Exercise brief: Where in the listing does the string "single" appear? Copy every line that holds it.

+-------+

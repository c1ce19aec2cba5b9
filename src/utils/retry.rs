//! Bounded retry with exponential backoff
//!
//! Used for broadcast creation attempts inside a single engine tick, and for
//! computing encoder restart delays in the process supervisor.

use std::future::Future;
use std::time::Duration;
use tokio::time::sleep;
use tracing::{debug, warn};

use crate::utils::jitter::generate_jitter_percent;

/// Errors that know whether another attempt could succeed
pub trait Retryable {
    fn is_retryable(&self) -> bool;
}

/// Configuration for retry behavior
#[derive(Debug, Clone)]
pub struct RetryConfig {
    /// Maximum number of attempts, including the first one
    pub max_attempts: u32,
    /// Delay before the second attempt
    pub initial_delay: Duration,
    /// Upper bound for any single delay
    pub max_delay: Duration,
    /// Multiplier for exponential backoff
    pub backoff_multiplier: f64,
    /// Whether to add up to 25% jitter to delays
    pub jitter: bool,
}

impl Default for RetryConfig {
    fn default() -> Self {
        Self {
            max_attempts: 3,
            initial_delay: Duration::from_secs(2),
            max_delay: Duration::from_secs(30),
            backoff_multiplier: 2.0,
            jitter: true,
        }
    }
}

impl RetryConfig {
    /// Delay to wait after `attempt` (1-based) failed
    pub fn delay_for_attempt(&self, attempt: u32) -> Duration {
        let exponent = attempt.saturating_sub(1).min(31) as i32;
        let exponential_delay =
            self.initial_delay.as_millis() as f64 * self.backoff_multiplier.powi(exponent);

        let delay_ms = exponential_delay.min(self.max_delay.as_millis() as f64) as u64;

        let final_delay = if self.jitter {
            delay_ms + generate_jitter_percent(delay_ms, 25)
        } else {
            delay_ms
        };

        Duration::from_millis(final_delay)
    }
}

/// Run `operation` until it succeeds, fails with a non-retryable error, or
/// `config.max_attempts` is reached. Returns the last error on exhaustion.
pub async fn with_retry<T, E, F, Fut>(
    config: &RetryConfig,
    mut operation: F,
    operation_name: &str,
) -> Result<T, E>
where
    E: Retryable + std::fmt::Display,
    F: FnMut(u32) -> Fut,
    Fut: Future<Output = Result<T, E>>,
{
    let max_attempts = config.max_attempts.max(1);
    let mut attempt = 1;

    loop {
        match operation(attempt).await {
            Ok(result) => {
                if attempt > 1 {
                    debug!(
                        "Operation '{}' succeeded on attempt {}/{}",
                        operation_name, attempt, max_attempts
                    );
                }
                return Ok(result);
            }
            Err(err) if !err.is_retryable() => {
                debug!(
                    "Operation '{}' failed with non-retryable error: {}",
                    operation_name, err
                );
                return Err(err);
            }
            Err(err) if attempt >= max_attempts => {
                warn!(
                    "Operation '{}' failed after {} attempts: {}",
                    operation_name, max_attempts, err
                );
                return Err(err);
            }
            Err(err) => {
                let delay = config.delay_for_attempt(attempt);
                warn!(
                    "Operation '{}' failed on attempt {}/{}, retrying in {:?}: {}",
                    operation_name, attempt, max_attempts, delay, err
                );
                sleep(delay).await;
                attempt += 1;
            }
        }
    }
}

+-------+

Exercise response:
//! Used for broadcast creation attempts inside a single engine tick, and for
    /// Upper bound for any single delay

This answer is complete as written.